Problem requirements: Search the records below for the word "isbn" and show every line where it occurs.
Material supplied Block Start
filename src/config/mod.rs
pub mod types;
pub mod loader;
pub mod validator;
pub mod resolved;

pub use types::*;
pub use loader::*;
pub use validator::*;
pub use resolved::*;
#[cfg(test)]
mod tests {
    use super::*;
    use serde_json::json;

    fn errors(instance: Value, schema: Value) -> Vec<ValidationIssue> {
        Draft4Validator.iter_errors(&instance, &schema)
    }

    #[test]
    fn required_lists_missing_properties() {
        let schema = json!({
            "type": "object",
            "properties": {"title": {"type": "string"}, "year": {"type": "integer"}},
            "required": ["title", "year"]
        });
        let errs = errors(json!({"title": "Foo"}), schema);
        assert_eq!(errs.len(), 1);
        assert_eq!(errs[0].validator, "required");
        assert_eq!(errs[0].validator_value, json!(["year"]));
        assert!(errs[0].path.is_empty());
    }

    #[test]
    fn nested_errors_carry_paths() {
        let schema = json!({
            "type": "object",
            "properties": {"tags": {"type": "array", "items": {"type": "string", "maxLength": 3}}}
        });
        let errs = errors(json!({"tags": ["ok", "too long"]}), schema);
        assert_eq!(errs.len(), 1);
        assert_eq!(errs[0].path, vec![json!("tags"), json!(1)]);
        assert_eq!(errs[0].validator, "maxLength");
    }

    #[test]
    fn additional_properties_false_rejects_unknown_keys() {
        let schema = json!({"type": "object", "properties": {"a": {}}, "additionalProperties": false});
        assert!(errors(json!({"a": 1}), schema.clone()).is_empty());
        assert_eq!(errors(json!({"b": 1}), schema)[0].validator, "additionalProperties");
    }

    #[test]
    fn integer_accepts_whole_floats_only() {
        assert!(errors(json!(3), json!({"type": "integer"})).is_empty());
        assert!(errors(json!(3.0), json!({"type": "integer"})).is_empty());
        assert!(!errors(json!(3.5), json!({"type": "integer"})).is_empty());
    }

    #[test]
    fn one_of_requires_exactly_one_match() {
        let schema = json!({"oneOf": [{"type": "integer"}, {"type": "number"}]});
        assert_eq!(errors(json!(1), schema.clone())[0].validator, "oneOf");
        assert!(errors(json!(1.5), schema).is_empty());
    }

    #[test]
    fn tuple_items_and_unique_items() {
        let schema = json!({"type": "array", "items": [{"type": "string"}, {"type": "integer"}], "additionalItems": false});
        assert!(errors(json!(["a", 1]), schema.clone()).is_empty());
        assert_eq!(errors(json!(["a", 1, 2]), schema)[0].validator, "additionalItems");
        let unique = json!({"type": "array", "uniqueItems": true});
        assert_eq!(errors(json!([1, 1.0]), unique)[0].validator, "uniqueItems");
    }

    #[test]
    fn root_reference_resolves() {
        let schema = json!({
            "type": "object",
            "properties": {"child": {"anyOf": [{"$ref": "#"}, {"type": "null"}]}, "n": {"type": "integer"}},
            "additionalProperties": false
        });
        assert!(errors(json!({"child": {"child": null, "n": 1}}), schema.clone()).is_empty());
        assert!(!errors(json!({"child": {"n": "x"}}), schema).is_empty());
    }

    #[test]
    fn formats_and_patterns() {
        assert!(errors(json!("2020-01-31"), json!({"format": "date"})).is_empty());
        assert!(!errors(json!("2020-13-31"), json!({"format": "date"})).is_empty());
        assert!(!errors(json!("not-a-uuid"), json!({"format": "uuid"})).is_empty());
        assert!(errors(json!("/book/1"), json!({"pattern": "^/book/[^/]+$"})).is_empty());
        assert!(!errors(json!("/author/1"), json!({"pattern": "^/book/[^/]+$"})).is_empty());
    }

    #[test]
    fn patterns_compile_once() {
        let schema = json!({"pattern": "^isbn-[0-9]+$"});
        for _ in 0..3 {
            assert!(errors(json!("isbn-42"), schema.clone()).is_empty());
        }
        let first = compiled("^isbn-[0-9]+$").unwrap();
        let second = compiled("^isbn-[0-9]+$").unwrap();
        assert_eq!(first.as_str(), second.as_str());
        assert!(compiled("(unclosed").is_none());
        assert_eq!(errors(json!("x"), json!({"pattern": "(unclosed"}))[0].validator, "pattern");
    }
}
Material supplied Block End
Your solution:
        let schema = json!({"pattern": "^isbn-[0-9]+$"});
            assert!(errors(json!("isbn-42"), schema.clone()).is_empty());
        let first = compiled("^isbn-[0-9]+$").unwrap();
        let second = compiled("^isbn-[0-9]+$").unwrap();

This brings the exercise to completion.